This can allow you to cultivate your inner strength, gain a clarity of purpose, and achieve a frankly much calmer centre so that you can really meet every challenge a new day might throw at you. This means that even in times where you would be most frustrated, such as traffic or a set-back due to someone else’s mistake, you can react with compassion and mindful words or actions.

The best way to carry out this practice is almost instantly after you wake up. This means before you check any emails, before you look at your phone. Let this be what wakes you up.

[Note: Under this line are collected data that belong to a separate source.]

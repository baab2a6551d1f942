//! Wire frames exchanged between the coordinator and an agent.
//!
//! Frames are single JSON objects with a mandatory `type` tag. The set is
//! closed: anything that does not decode into [`Frame`] is a soft error the
//! receiver logs and drops, never a reason to tear down the session.

use serde::{Deserialize, Serialize};
use thiserror::Error;

/// Frames larger than this are dropped without parsing.
pub const MAX_FRAME_BYTES: usize = 256 * 1024;

#[derive(Debug, Error)]
pub enum FrameError {
    #[error("frame too large: {size} bytes")]
    TooLarge { size: usize },
    #[error("invalid frame: {0}")]
    Invalid(#[from] serde_json::Error),
}

/// Policy summary echoed to the agent in the `welcome` frame so both sides
/// can log a mismatch between local and coordinator policy.
#[derive(Debug, Clone, PartialEq, Serialize, Deserialize)]
pub struct PolicyEcho {
    pub max_length: usize,
    pub allow_list_enabled: bool,
    pub allow_shell_operators: bool,
    pub max_timeout_seconds: u32,
}

#[derive(Debug, Clone, PartialEq, Serialize, Deserialize)]
#[serde(tag = "type", rename_all = "snake_case")]
pub enum Frame {
    /// S -> A: execute a command.
    Command {
        command_id: String,
        command: String,
        timeout: u32,
        #[serde(default)]
        priority: i32,
    },
    /// A -> S: a command finished (including agent-side deadline kills,
    /// which report `exit_code = -1`).
    Result {
        command_id: String,
        #[serde(default)]
        stdout: String,
        #[serde(default)]
        stderr: String,
        exit_code: i64,
        #[serde(default)]
        execution_time: f64,
    },
    /// A -> S: a command could not run (local validation or spawn failure).
    /// `command_id` is absent for session-level errors.
    Error {
        #[serde(default)]
        command_id: Option<String>,
        error: String,
    },
    Ping,
    Pong,
    /// S -> A: sent once when the session activates.
    Welcome { agent_id: String, policy: PolicyEcho },
    /// S -> A: best-effort hint after a coordinator-side timeout; the agent
    /// kills the named command if it is still running.
    Cancel { command_id: String },
}

impl Frame {
    pub fn decode(data: &[u8]) -> Result<Frame, FrameError> {
        if data.len() > MAX_FRAME_BYTES {
            return Err(FrameError::TooLarge { size: data.len() });
        }
        Ok(serde_json::from_slice(data)?)
    }

    pub fn encode(&self) -> String {
        serde_json::to_string(self).unwrap_or_else(|_| "{}".to_string())
    }
}

#[cfg(test)]
mod tests {
    use super::*;

    #[test]
    fn command_frame_round_trip() {
        let frame = Frame::Command {
            command_id: "cmd-1".to_string(),
            command: "whoami".to_string(),
            timeout: 5,
            priority: 0,
        };
        let encoded = frame.encode();
        assert!(encoded.contains("\"type\":\"command\""));
        let decoded = Frame::decode(encoded.as_bytes()).unwrap();
        assert_eq!(decoded, frame);
    }

    #[test]
    fn result_frame_defaults() {
        let decoded =
            Frame::decode(br#"{"type":"result","command_id":"cmd-2","exit_code":0}"#).unwrap();
        match decoded {
            Frame::Result {
                stdout,
                stderr,
                exit_code,
                execution_time,
                ..
            } => {
                assert_eq!(stdout, "");
                assert_eq!(stderr, "");
                assert_eq!(exit_code, 0);
                assert_eq!(execution_time, 0.0);
            }
            other => panic!("unexpected frame: {other:?}"),
        }
    }

    #[test]
    fn unknown_type_is_rejected() {
        assert!(Frame::decode(br#"{"type":"shutdown_now"}"#).is_err());
        assert!(Frame::decode(b"not json").is_err());
    }

    #[test]
    fn oversized_frame_is_rejected() {
        let huge = vec![b'a'; MAX_FRAME_BYTES + 1];
        assert!(matches!(
            Frame::decode(&huge),
            Err(FrameError::TooLarge { .. })
        ));
    }

    #[test]
    fn ping_pong_encode() {
        assert_eq!(Frame::Ping.encode(), r#"{"type":"ping"}"#);
        assert_eq!(Frame::Pong.encode(), r#"{"type":"pong"}"#);
    }
}
//! Coordinator for the RemoteShell dispatch fabric.
//!
//! Owns the lifecycle store, the per-agent queue engine, the agent
//! WebSocket sessions, and the REST surface. The binary in `main.rs` wires
//! configuration and startup; everything else lives here so integration
//! tests can drive the engine and the socket endpoint directly.

pub mod api;
pub mod config;
pub mod queue;
pub mod session;

use std::sync::Arc;

use rsm_core::tokens::TokenMap;
use rsm_storage::Store;

pub use config::ServerConfig;
pub use queue::{
    CancelOutcome, EngineCounters, Outbound, QueueEngine, SessionHandle, SubmitError,
    SubmitReceipt,
};

/// The store is synchronous rusqlite behind an async mutex; each operation
/// is one lock acquisition, so store calls stay linearizable without any
/// lock held across other awaits.
pub type SharedStore = Arc<tokio::sync::Mutex<Store>>;

#[derive(Clone)]
pub struct AppState {
    pub config: Arc<ServerConfig>,
    pub store: SharedStore,
    pub engine: Arc<QueueEngine>,
    pub tokens: Arc<TokenMap>,
    pub counters: Arc<EngineCounters>,
}

pub fn build_state(config: ServerConfig, store: Store, tokens: TokenMap) -> AppState {
    let config = Arc::new(config);
    let store: SharedStore = Arc::new(tokio::sync::Mutex::new(store));
    let counters = Arc::new(EngineCounters::default());
    let engine = Arc::new(QueueEngine::new(
        store.clone(),
        config.policy.clone(),
        config.max_queue_size,
        config.grace,
        counters.clone(),
    ));
    AppState {
        config,
        store,
        engine,
        tokens: Arc::new(tokens),
        counters,
    }
}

  • Upon waking up, make sure that you are seated comfortably, whether it is on your bed or on a chair, or perhaps even on the floor if you are comfortable there. Be one with your body, feel those sensations that flow through your body as you are seated, feel the surroundings that are touching your body as you remain still and seated. Ensure that you are sitting straight, but relaxed (not slumped!).
  • Inhale and exhale three long and wholesome breaths. Make sure that you inhale through your nose, and exhale via your mouth. Listen to the pattern and rhythm that your breath settles into. Observe the movements that your chest and stomach make as they rise and fall with every breath.
  • Now, ask yourself what it is you seek to gain from your day that day, what is the purpose of that day? This question should be enough to set a clear goal in mind for your day. However, if you need further guidance, perhaps ask yourself the following questions as well:
    • What impact do I want to have on those around me today?
    • Is there an area of my mind that I believe I need to strengthen today?
    • What do I need to achieve today, in order to ensure that I am looking after myself too?
    • If I find myself in a situation where I would tend to react negatively, how can I react differently today, to be more positive?
  • Ensure that you check in with yourself and your intention throughout your day. This is very important as during the day it will be easy to lose your way and your intention. So, take a moment, take a breather and let yourself be reminded of your intention. A great motivation is to begin to take mental or written notes to yourself to see how over time your mindset shifts towards the intentions you desire to act with. It becomes easier to act with grace, or kindness, or compassion, or patience as you practice your mindful thinking.

2. Eat Mindfully:

Like most of us, you have probably eaten within the last few hours. But, again like most of us, we are guessing that you cannot remember everything that you have eaten today, nor can you remember the sensation it gave you as you ate it. Most of the time when we are eating, we are doing something else. This could be either watching television, or working on a project, a laptop in front of us, or even just devouring some food quickly while simultaneously trying to watch over your child/children. This mindless eating is more of a problem than what you think. In fact, it contributes greatly to that of the the obesity problem the world at large is facing.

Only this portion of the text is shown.